NOTE TO BLOG VISITORS - I am not currently doing noodle restaurant visit reports, but focusing on diving more deeply into noodle research, so this blog will be updated less frequently. For the latest Asian noodle news, and features from external sources, follow

Thursday, January 10, 2013

Ohn No Khao Swè, Oh Yes! Coconut Chicken Noodles at Burmese Kitchen


To be sure, I'm not a big fan of coconut; it calls to mind overly-sweet pastries and candies, the bad Thai food of days gone buy, and atherosclerosis (though coconut's bad rap for the latter sees to be undergoing some rehabilitation lately). But with a cold front settling in, I experienced a craving for something thick, rich, savory and warming. On top of that, I was getting envious of Andy Ricker and his boys chasing khao soi around Thailand and tweeting about it. I hadn't been to Burmese Kitchen for a while, and I knew they served what one could reasonably expect to be a good version of ohn no khao swè, the granddaddy of khao soi.

Ohn no khao swè is chicken cooked in a mixture of coconut milk, turmeric, and chicken broth served over  egg noodles and garnished with crunchy fried noodles, lemon or lime, onions and cilantro.  At Burmese Kitchen the onions, cilantro and a wedge of lime were served on  the side, and the toppings in the bowl appeared to include crunchy pieces of samusa shells.
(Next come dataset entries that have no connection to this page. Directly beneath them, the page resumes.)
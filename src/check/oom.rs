//! OOM-kill detection
//! Scans the kernel log for oom-killer records and extracts the victim
//! process, its resident set size and oom_score_adj.

use std::fs;
use std::io::ErrorKind;
use std::path::Path;

use regex::Regex;

use crate::check::result::CheckResult;
use crate::check::Checker;
use crate::utils::{FleetcheckError, Result};

const KERN_LOG_PATH: &str = "/var/log/kern.log";
const CGROUP_OOM_KEY: &str = "Memory cgroup out of memory";
const OUT_OF_MEMORY_KEY: &str = "Out of memory";

const OOM_PATTERN: &str =
    r"^(.*:.{2}:.{2}) .* process (.*) \((.*)\) .* anon-rss:(.*), file-rss.* oom_score_adj:(.*)";

const HELP_LINKS: [&str; 3] = [
    "https://www.kernel.org/doc/gorman/html/understand/understand016.html",
    "https://stackoverflow.com/questions/18845857/what-does-anon-rss-and-total-vm-mean",
    "https://medium.com/tailwinds-navigator/kubernetes-tip-how-does-oomkilled-work-ba71b135993b",
];

pub struct OomChecker {
    kern_log_path: String,
}

impl OomChecker {
    pub fn new() -> Self {
        Self {
            kern_log_path: KERN_LOG_PATH.to_string(),
        }
    }

    #[cfg(test)]
    fn with_log_path(path: &str) -> Self {
        Self {
            kern_log_path: path.to_string(),
        }
    }

    fn scan_kern_log(&self) -> Result<Vec<String>> {
        let content = fs::read_to_string(&self.kern_log_path)?;
        let re = Regex::new(OOM_PATTERN)
            .map_err(|e| FleetcheckError::Parse(format!("oom pattern: {}", e)))?;

        let mut infos = Vec::new();
        for line in content.lines() {
            if line.contains(CGROUP_OOM_KEY) || line.contains(OUT_OF_MEMORY_KEY) {
                infos.push(parse_oom_line(&re, line)?);
            }
        }
        Ok(infos)
    }
}

impl Checker for OomChecker {
    fn name(&self) -> &'static str {
        "oom"
    }

    fn check(&self) -> Result<Vec<CheckResult>> {
        let mut result = CheckResult {
            checker: self.name().to_string(),
            ..Default::default()
        };

        if !Path::new(&self.kern_log_path).exists() {
            result.description = "skip: kernel log not available on this system".to_string();
            return Ok(vec![result]);
        }

        match self.scan_kern_log() {
            Ok(infos) if infos.is_empty() => {
                result.description = "No OOM found in recent kernel log.".to_string();
            }
            Ok(infos) => {
                result.error = infos.join("\n");
                result.description = "Detected OOM-killed processes".to_string();
                result.help_links = HELP_LINKS.iter().map(|s| s.to_string()).collect();
            }
            // log rotated away between the exists() probe and the read
            Err(FleetcheckError::Io(e)) if e.kind() == ErrorKind::NotFound => {
                result.description = "skip: kernel log not available on this system".to_string();
            }
            Err(e) => return Err(e),
        }
        Ok(vec![result])
    }
}

fn parse_oom_line(re: &Regex, line: &str) -> Result<String> {
    let caps = re
        .captures(line)
        .ok_or_else(|| FleetcheckError::Parse(format!("cannot parse oom record: {}", line)))?;
    Ok(format!(
        "process [{} {}] was OOM killed at [{}] [anon-rss:{}] [oom_score_adj:{}]",
        &caps[2], &caps[3], &caps[1], &caps[4], &caps[5]
    ))
}

#[cfg(test)]
mod tests {
    use super::*;
    use std::io::Write;

    const SAMPLE_LINE: &str = "Mar  4 10:21:02 node-1 kernel: [812411.123] Memory cgroup out of memory: Killed process 31337 (java) total-vm:901234kB, anon-rss:612304kB, file-rss:1024kB, shmem-rss:0kB, UID:1000 pgtables:1540kB oom_score_adj:984";

    #[test]
    fn parses_oom_record() {
        let re = Regex::new(OOM_PATTERN).unwrap();
        let info = parse_oom_line(&re, SAMPLE_LINE).unwrap();
        assert!(info.contains("31337"));
        assert!(info.contains("java"));
        assert!(info.contains("oom_score_adj:984"));
    }

    #[test]
    fn unparsable_record_is_an_error() {
        let re = Regex::new(OOM_PATTERN).unwrap();
        assert!(parse_oom_line(&re, "Out of memory but not a real record").is_err());
    }

    #[test]
    fn missing_log_is_a_skip_not_a_failure() {
        let checker = OomChecker::with_log_path("/definitely/not/a/kern.log");
        let results = checker.check().unwrap();
        assert_eq!(results.len(), 1);
        assert!(results[0].ok());
        assert!(results[0].description.starts_with("skip"));
    }

    #[test]
    fn flags_oom_kill_and_attaches_help_links() {
        let mut file = tempfile::NamedTempFile::new().unwrap();
        writeln!(file, "Mar  4 10:20:59 node-1 kernel: usb 1-1: reset").unwrap();
        writeln!(file, "{}", SAMPLE_LINE).unwrap();
        let checker = OomChecker::with_log_path(file.path().to_str().unwrap());

        let results = checker.check().unwrap();
        assert_eq!(results.len(), 1);
        assert!(!results[0].ok());
        assert!(results[0].error.contains("java"));
        assert_eq!(results[0].help_links.len(), 3);
    }

    #[test]
    fn clean_log_reports_nothing() {
        let mut file = tempfile::NamedTempFile::new().unwrap();
        writeln!(file, "Mar  4 10:20:59 node-1 kernel: usb 1-1: reset").unwrap();
        let checker = OomChecker::with_log_path(file.path().to_str().unwrap());

        let results = checker.check().unwrap();
        assert!(results[0].ok());
        assert!(results[0].description.contains("No OOM"));
    }
}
I also ordered the traditional Burmese options of a sliced boiled egg and fried split peas (50 cents each), as well as a roti for sopping up the remnants of the liquid. (When the basic soup without options is $5.95, it's easy to be a big spender.) 

Blogger/food writer Meemalee has a recipe for Ohn No Khao Swe and also a nice description of the end product which I'll quote, rather than plagiarize, because it fits Burmese Kitchen's version to a T.
"This is a wonderfully subtle, lightly curried dish, vaguely like laksa but comforting and flavoursome without whacking you in the face. Of course, you can also adjust the seasoning to taste - adding more fish sauce, squeezing more lime or sprinkling more chilli at the table."
I did, in fact, add some crushed red chili to add a little spice heat, but other than that left well enough alone, since the thick broth seemed so perfectly balanced.  The wheat noodles were also cooked just right, pleasantly springy though soft enough to absorb the goodness of the broth. The roti, which I ordered on whim, also served a yeoman's role in soaking up the last remnants of the broth.  In sum, the Coconut Noodle Soup (as it appears on the menu) at Burmese Kitchen is a dish I will go for again, coconut or no.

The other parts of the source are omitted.